Additional details on reopening:
- Golf courses will be open by reservation only. As of this morning, reservations were 80% filled. There will also be fewer tee times and a limit of one person per golf cart. Foam fillers have been added to every hole so that players won't have to touch the flag.
- Griffith Observatory will remain closed (including parking there)
- Metro announced today that all bus and train riders will be required to wear a mask starting May 11
In response to a question about how officials will evaluate the public health impact of these changes, the mayor said that he agrees with Dr. Ferrer and the Los Angeles County Department of Public Health that we won't be able to see an impact for approximately three to six weeks. After that time period has passed, officials will determine whether or not we can move forward to the next phase...or if we need to scale back.
"If we don't wear masks when we're hiking. If we don't practice physical distancing while picking up things from the curb and these new stores, if folks are golfing and they decide nobody's looking so two of [them] get in a cart together, and things spread, that will begin to contribute to [the virus] spreading to more people, which will overwhelm our hospital system, endanger the lives of our doctors, our nurses, our medical professionals, and cause more people to die."
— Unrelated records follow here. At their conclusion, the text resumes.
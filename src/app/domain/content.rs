/// One of the two fixed partitions of scripture books.
#[derive(Debug, Clone, Copy, PartialEq, Eq, Hash)]
pub enum Testament {
    Old,
    New,
}

impl Testament {
    pub const ALL: [Testament; 2] = [Testament::Old, Testament::New];

    /// Category label as it appears in the catalog.
    pub fn label(self) -> &'static str {
        match self {
            Testament::Old => "ብሉይ ኪዳን",
            Testament::New => "አዲስ ኪዳን",
        }
    }
}

/// An illustrated story, paged one text block at a time.
#[derive(Debug, PartialEq, Eq)]
pub struct Story {
    pub id: &'static str,
    pub title: &'static str,
    pub category: &'static str,
    pub summary: &'static str,
    /// Page texts in reading order. Never empty.
    pub content: &'static [&'static str],
    pub image_url: &'static str,
    /// Display colour tag for the card background.
    pub color: &'static str,
    /// Scripture references the story is drawn from.
    pub verses: &'static [&'static str],
}

impl Story {
    pub fn page_count(&self) -> usize {
        self.content.len()
    }

    /// Excerpt of the first page used when sharing, cut at `max_chars` characters.
    pub fn excerpt(&self, max_chars: usize) -> String {
        self.content
            .first()
            .map(|page| page.chars().take(max_chars).collect())
            .unwrap_or_default()
    }
}

#[derive(Debug, PartialEq, Eq)]
pub struct ScriptureBook {
    pub id: &'static str,
    pub name: &'static str,
    pub category: Testament,
    pub chapters_count: u32,
}

/// A chapter-relative verse, generated on demand.
#[derive(Debug, Clone, PartialEq, Eq)]
pub struct Verse {
    pub number: u32,
    pub text: String,
}

#[cfg(test)]
mod tests {
    use super::*;

    #[test]
    fn test_testament_labels() {
        assert_eq!(Testament::Old.label(), "ብሉይ ኪዳን");
        assert_eq!(Testament::New.label(), "አዲስ ኪዳን");
    }

    #[test]
    fn test_excerpt_counts_characters_not_bytes() {
        let story = Story {
            id: "x",
            title: "t",
            category: "c",
            summary: "s",
            content: &["በመጀመሪያ እግዚአብሔር"],
            image_url: "",
            color: "bg-blue-50",
            verses: &[],
        };
        assert_eq!(story.excerpt(3), "በመጀ");
        assert_eq!(story.excerpt(100), "በመጀመሪያ እግዚአብሔር");
    }
}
- Today the mayor signed a law that prohibits landlords from using coercion, intimidation or fraud to take their renter's stimulus checks.
- Tenants have can sue their landlord if they violate any of the city's renter protections.
- City Council President Nury Martinez said that any renters who cannot pay their rent during this time, can submit their account to the city in writing within seven days, to avoid eviction. Renters will then have 12 months to pay that rent back.
- Martinez added that yesterday the city council voted to freeze rents on all RSO units until a year after the emergency "is lifted." She said that covers about 75% of the rental market in L.A.